Final answer:
The question involves using the central limit theorem and standard error to calculate the likelihood that a sample mean of steel bolts will differ from the population mean by more than 3 mm.
Step-by-step explanation:
The student is asking about the probability that the sample mean of diameters of steel bolts will differ from the population mean by more than 3 mm, given that the population mean diameter is 132 mm with a variance of 64. To answer this, we can use the central limit theorem, which states that the sampling distribution of the sample mean will be normally distributed if the sample size is large enough. In this case, with a sample size of 39, the sample mean would approximately follow a normal distribution.

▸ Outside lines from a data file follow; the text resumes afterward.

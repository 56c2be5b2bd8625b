//! Application state for the Weekly Payroll Engine API.
//!
//! This module defines the shared application state that is available
//! to all request handlers.

use std::sync::Arc;

use crate::config::ConfigLoader;

/// Shared application state.
///
/// Contains resources that are shared across all request handlers,
/// such as the loaded rate tables.
#[derive(Clone)]
pub struct AppState {
    /// The loaded engine configuration.
    config: Arc<ConfigLoader>,
}

impl AppState {
    /// Creates a new application state with the given configuration loader.
    pub fn new(config: ConfigLoader) -> Self {
        Self {
            config: Arc::new(config),
        }
    }

    /// Returns a reference to the configuration loader.
    pub fn config(&self) -> &ConfigLoader {
        &self.config
    }
}

#[cfg(test)]
mod tests {
    use super::*;

    #[test]
    fn test_app_state_is_clone() {
        // Verify AppState can be cloned (required for axum state)
        fn assert_clone<T: Clone>() {}
        assert_clone::<AppState>();
    }
}
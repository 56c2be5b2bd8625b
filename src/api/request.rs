//! Request types for the Weekly Payroll Engine API.
//!
//! This module defines the JSON request structures for the payroll
//! endpoints and their conversion into domain types. Raw input validation
//! (clock-hour domains including the hour-24 midnight convention) happens
//! here, before the calculation layer sees anything.

use rust_decimal::Decimal;
use serde::{Deserialize, Serialize};

use crate::calculation::NightOvertimeRule;
use crate::error::EngineResult;
use crate::models::{AttendanceRecord, ClockHour, DayType, PayrollConfig};

/// Request body for the `/payroll/weekly` endpoint.
#[derive(Debug, Clone, Serialize, Deserialize)]
pub struct WeeklyPayrollRequest {
    /// The employee's pay settings.
    pub employee: EmployeeRequest,
    /// The week's attendance, one entry per day in order.
    pub schedule: Vec<DayScheduleRequest>,
    /// How overtime hours are classified against the night window.
    #[serde(default)]
    pub night_overtime_rule: NightOvertimeRule,
}

/// Request body for the `/payroll/daily` endpoint.
#[derive(Debug, Clone, Serialize, Deserialize)]
pub struct DailySalaryRequest {
    /// The employee's pay settings.
    pub employee: EmployeeRequest,
    /// The single day's attendance.
    pub day: DayScheduleRequest,
}

/// Employee pay settings in a payroll request.
#[derive(Debug, Clone, Serialize, Deserialize)]
pub struct EmployeeRequest {
    /// Unique identifier for the employee.
    pub id: String,
    /// The base pay for one regular day.
    pub base_daily_rate: Decimal,
    /// The number of regular hours in a working day.
    pub max_regular_hours: u32,
}

/// One day's attendance in a payroll request.
///
/// Hours are raw clock input: `0` through `23`, with `24` accepted as an
/// alias for midnight. Equal in and out hours mean the employee was absent.
#[derive(Debug, Clone, Serialize, Deserialize)]
pub struct DayScheduleRequest {
    /// The pay classification for the day.
    pub day_type: DayType,
    /// The clock-in hour.
    pub in_hour: u8,
    /// The clock-out hour.
    pub out_hour: u8,
}

impl DayScheduleRequest {
    /// Converts the raw day into a validated attendance record.
    pub fn to_record(&self) -> EngineResult<AttendanceRecord> {
        let clock_in = ClockHour::from_clock_input(self.in_hour)?;
        let clock_out = ClockHour::from_clock_input(self.out_hour)?;
        Ok(AttendanceRecord::present(self.day_type, clock_in, clock_out))
    }
}

impl WeeklyPayrollRequest {
    /// Converts the request into a validated per-employee configuration.
    pub fn to_payroll_config(&self) -> EngineResult<PayrollConfig> {
        let weekly_schedule = self
            .schedule
            .iter()
            .map(DayScheduleRequest::to_record)
            .collect::<EngineResult<Vec<_>>>()?;

        let config = PayrollConfig {
            base_daily_rate: self.employee.base_daily_rate,
            max_regular_hours: self.employee.max_regular_hours,
            weekly_schedule,
        };
        config.validate()?;
        Ok(config)
    }
}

Firstly, we calculate the standard error of the mean (SEM), which is the standard deviation of the sampling distribution of the sample mean:
- SEM = √SD/n = √64/39.
- Then we find the z-score for a deviation of 3 mm from the mean:
- Z = (X - mean) / SEM = (3 mm) / SEM.
- Lastly, we use the z-score to find the probability that the sample mean would differ by more than 3 mm from the population mean using the standard normal distribution table.
The probability that the sample mean differs from the population mean by greater than 3 mm is equal to the sum of the probabilities of the sample mean being 3 mm less than or 3 mm greater than the population mean (two-tailed test).